Record extracts.

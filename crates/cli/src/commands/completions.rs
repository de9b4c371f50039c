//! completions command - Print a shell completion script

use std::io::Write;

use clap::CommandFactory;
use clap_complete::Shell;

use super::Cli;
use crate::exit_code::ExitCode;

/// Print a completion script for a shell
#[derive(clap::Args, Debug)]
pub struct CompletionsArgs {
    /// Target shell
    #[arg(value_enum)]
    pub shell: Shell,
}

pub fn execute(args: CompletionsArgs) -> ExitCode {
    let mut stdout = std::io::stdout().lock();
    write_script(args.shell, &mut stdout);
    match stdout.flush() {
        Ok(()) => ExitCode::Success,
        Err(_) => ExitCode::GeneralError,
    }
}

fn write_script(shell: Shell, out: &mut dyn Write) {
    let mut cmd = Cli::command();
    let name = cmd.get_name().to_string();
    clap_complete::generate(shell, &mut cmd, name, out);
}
--
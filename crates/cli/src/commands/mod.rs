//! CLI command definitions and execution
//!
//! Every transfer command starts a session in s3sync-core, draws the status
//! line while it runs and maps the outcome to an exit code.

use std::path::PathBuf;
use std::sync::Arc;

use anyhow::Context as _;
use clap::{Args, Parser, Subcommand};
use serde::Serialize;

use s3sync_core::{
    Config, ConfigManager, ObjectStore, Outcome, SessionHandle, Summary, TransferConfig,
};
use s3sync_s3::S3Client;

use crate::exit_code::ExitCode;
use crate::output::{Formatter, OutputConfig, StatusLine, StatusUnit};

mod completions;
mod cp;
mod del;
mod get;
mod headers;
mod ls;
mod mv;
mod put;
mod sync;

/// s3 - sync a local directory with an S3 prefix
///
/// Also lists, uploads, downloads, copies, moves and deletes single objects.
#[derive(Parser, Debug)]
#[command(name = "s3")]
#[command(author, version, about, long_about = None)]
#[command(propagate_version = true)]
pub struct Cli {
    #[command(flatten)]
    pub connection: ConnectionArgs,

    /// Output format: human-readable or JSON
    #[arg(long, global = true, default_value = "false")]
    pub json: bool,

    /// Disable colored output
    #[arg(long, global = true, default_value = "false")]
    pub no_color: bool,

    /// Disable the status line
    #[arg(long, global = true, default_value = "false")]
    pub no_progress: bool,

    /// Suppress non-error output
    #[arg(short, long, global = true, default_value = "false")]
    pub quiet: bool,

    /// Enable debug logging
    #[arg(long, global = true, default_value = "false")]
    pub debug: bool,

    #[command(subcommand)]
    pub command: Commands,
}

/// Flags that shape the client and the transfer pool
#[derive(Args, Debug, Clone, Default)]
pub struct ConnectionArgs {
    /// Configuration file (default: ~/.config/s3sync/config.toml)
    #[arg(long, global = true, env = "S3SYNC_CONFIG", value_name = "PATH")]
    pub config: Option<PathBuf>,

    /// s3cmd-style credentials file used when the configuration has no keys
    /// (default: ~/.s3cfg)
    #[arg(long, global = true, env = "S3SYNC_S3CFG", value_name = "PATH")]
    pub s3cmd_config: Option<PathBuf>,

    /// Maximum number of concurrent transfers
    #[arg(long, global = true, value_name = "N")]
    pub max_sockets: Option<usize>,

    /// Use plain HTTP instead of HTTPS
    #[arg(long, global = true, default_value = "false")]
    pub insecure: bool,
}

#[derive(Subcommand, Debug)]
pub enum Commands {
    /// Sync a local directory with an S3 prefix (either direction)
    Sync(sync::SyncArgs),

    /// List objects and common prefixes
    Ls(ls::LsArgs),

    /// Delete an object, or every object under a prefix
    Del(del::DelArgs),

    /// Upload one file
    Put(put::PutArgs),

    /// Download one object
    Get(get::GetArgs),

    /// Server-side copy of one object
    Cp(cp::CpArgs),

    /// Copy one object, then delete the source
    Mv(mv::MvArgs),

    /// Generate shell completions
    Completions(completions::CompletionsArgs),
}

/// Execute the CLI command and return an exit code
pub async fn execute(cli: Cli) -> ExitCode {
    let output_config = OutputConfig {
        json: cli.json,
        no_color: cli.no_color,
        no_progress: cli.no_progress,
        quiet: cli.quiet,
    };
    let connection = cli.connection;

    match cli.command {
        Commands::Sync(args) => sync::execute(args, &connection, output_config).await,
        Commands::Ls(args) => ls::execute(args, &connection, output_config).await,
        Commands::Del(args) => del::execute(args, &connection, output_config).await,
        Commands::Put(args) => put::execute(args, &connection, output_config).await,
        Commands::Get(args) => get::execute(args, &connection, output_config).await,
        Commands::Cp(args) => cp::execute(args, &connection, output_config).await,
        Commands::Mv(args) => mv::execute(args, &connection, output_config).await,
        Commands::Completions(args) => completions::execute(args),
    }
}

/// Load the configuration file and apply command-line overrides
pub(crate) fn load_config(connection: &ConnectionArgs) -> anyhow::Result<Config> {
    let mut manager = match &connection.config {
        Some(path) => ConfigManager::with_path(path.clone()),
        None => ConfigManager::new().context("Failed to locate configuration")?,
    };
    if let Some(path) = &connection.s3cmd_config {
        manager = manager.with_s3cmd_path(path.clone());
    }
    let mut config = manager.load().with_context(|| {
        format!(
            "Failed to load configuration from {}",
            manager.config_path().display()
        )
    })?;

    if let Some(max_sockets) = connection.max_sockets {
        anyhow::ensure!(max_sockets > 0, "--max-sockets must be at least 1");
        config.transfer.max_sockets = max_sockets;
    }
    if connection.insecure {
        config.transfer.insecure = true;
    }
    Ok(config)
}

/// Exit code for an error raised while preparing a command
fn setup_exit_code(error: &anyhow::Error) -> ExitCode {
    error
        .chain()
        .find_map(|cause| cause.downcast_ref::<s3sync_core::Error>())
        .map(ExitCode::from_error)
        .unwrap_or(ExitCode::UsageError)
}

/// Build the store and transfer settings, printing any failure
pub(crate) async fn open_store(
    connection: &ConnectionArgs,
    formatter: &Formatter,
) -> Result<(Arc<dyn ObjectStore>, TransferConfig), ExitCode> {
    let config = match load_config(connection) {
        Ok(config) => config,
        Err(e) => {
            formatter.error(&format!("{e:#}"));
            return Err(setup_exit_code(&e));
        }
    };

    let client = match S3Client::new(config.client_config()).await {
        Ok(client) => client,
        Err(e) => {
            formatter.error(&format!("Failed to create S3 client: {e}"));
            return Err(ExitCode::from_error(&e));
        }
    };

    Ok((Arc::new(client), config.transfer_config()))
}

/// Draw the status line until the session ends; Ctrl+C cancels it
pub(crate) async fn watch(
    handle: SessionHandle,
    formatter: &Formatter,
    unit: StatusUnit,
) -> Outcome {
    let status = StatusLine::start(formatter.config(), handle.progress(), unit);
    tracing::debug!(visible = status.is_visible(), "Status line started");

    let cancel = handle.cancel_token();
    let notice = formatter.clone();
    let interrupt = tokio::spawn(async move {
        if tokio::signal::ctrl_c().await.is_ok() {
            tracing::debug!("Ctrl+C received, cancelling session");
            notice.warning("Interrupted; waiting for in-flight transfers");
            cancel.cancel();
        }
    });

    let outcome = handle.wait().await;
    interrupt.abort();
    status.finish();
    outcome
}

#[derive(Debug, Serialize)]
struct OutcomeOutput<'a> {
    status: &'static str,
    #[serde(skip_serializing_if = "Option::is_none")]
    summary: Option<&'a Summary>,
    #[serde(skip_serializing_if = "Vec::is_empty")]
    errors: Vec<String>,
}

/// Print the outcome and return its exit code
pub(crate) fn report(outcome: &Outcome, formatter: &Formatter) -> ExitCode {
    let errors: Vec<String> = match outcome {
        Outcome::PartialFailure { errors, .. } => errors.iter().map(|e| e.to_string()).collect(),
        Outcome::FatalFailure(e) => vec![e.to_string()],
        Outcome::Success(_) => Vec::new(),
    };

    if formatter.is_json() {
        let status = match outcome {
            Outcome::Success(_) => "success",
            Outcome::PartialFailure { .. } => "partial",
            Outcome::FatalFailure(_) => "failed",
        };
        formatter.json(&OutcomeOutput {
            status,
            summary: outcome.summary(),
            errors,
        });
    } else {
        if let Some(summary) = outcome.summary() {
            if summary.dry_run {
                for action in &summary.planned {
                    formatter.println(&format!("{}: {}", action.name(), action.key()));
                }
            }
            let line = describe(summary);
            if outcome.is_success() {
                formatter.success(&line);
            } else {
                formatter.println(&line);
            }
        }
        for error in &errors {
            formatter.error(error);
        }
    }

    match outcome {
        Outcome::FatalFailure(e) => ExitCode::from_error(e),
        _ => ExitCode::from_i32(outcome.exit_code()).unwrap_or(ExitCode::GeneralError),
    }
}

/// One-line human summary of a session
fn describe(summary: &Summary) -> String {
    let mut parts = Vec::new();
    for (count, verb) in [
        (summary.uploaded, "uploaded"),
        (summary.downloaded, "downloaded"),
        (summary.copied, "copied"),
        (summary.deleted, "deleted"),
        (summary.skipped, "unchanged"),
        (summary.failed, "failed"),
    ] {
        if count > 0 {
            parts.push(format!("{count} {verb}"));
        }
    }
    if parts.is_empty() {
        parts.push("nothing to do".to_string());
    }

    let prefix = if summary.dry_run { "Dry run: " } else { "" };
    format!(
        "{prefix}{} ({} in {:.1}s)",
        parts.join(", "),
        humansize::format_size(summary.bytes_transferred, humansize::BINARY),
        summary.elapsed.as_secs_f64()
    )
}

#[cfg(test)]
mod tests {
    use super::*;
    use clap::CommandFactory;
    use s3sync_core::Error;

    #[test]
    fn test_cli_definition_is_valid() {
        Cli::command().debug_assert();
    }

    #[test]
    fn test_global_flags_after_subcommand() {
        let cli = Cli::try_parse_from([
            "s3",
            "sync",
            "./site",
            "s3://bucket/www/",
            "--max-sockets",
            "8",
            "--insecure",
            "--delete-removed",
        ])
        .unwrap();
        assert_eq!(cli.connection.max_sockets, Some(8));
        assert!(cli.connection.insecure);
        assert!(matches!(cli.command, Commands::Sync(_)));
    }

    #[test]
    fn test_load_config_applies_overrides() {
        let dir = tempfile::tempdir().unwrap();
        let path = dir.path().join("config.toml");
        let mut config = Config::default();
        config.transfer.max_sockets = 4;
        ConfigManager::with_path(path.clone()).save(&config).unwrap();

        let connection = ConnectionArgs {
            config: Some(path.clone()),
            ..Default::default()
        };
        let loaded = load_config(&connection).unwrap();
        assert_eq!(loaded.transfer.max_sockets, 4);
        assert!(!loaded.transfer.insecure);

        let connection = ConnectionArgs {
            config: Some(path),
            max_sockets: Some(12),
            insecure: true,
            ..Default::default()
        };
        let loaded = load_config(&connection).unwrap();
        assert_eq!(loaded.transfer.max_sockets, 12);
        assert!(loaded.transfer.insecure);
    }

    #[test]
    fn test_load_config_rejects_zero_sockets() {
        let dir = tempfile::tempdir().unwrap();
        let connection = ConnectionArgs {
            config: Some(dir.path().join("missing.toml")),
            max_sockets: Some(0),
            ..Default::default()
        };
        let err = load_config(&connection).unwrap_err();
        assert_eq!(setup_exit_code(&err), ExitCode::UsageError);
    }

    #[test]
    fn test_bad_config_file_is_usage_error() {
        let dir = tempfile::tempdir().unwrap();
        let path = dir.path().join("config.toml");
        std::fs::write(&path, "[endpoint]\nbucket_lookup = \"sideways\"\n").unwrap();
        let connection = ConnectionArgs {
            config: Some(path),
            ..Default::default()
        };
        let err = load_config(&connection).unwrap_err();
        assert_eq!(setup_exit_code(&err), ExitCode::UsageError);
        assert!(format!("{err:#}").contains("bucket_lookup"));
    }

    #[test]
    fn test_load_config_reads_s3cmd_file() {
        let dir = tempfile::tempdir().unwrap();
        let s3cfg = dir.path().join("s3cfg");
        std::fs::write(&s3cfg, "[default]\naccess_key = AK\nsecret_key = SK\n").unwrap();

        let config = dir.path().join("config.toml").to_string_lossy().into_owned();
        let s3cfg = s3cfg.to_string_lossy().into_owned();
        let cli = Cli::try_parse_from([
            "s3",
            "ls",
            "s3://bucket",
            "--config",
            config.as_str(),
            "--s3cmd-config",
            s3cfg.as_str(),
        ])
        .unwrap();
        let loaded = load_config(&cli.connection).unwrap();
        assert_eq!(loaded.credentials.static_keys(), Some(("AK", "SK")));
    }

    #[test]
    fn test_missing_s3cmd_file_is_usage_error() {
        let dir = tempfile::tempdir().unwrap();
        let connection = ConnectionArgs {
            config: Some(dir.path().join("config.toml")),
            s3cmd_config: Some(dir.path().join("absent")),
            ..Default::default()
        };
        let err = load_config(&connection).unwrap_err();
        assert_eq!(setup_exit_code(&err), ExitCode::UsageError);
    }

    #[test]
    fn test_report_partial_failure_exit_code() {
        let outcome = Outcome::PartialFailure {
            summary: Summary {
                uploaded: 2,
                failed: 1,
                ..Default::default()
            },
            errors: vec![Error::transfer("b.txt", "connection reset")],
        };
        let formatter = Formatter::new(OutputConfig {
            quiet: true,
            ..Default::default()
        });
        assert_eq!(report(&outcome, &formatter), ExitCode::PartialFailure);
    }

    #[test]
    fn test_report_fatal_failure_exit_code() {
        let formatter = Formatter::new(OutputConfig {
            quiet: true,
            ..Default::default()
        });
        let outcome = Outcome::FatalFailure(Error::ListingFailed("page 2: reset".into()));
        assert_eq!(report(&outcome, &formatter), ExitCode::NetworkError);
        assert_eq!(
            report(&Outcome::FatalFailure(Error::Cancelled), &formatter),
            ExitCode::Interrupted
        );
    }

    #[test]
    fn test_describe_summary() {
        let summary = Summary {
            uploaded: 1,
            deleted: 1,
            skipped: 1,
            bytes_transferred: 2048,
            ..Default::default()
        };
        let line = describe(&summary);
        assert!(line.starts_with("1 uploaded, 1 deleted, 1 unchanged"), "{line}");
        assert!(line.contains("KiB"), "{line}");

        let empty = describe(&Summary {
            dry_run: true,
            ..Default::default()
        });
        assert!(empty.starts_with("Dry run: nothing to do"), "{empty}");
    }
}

Task goal. Could you write out, exactly as they stand, only the lines above that begin at the line with "Suppress non-error output" and stop after the line with "file (default: ~/.config/s3sync/config.toml)"?

Written reply.
    /// Suppress non-error output
    #[arg(short, long, global = true, default_value = "false")]
    pub quiet: bool,

    /// Enable debug logging
    #[arg(long, global = true, default_value = "false")]
    pub debug: bool,

    #[command(subcommand)]
    pub command: Commands,
}

/// Flags that shape the client and the transfer pool
#[derive(Args, Debug, Clone, Default)]
pub struct ConnectionArgs {
    /// Configuration file (default: ~/.config/s3sync/config.toml)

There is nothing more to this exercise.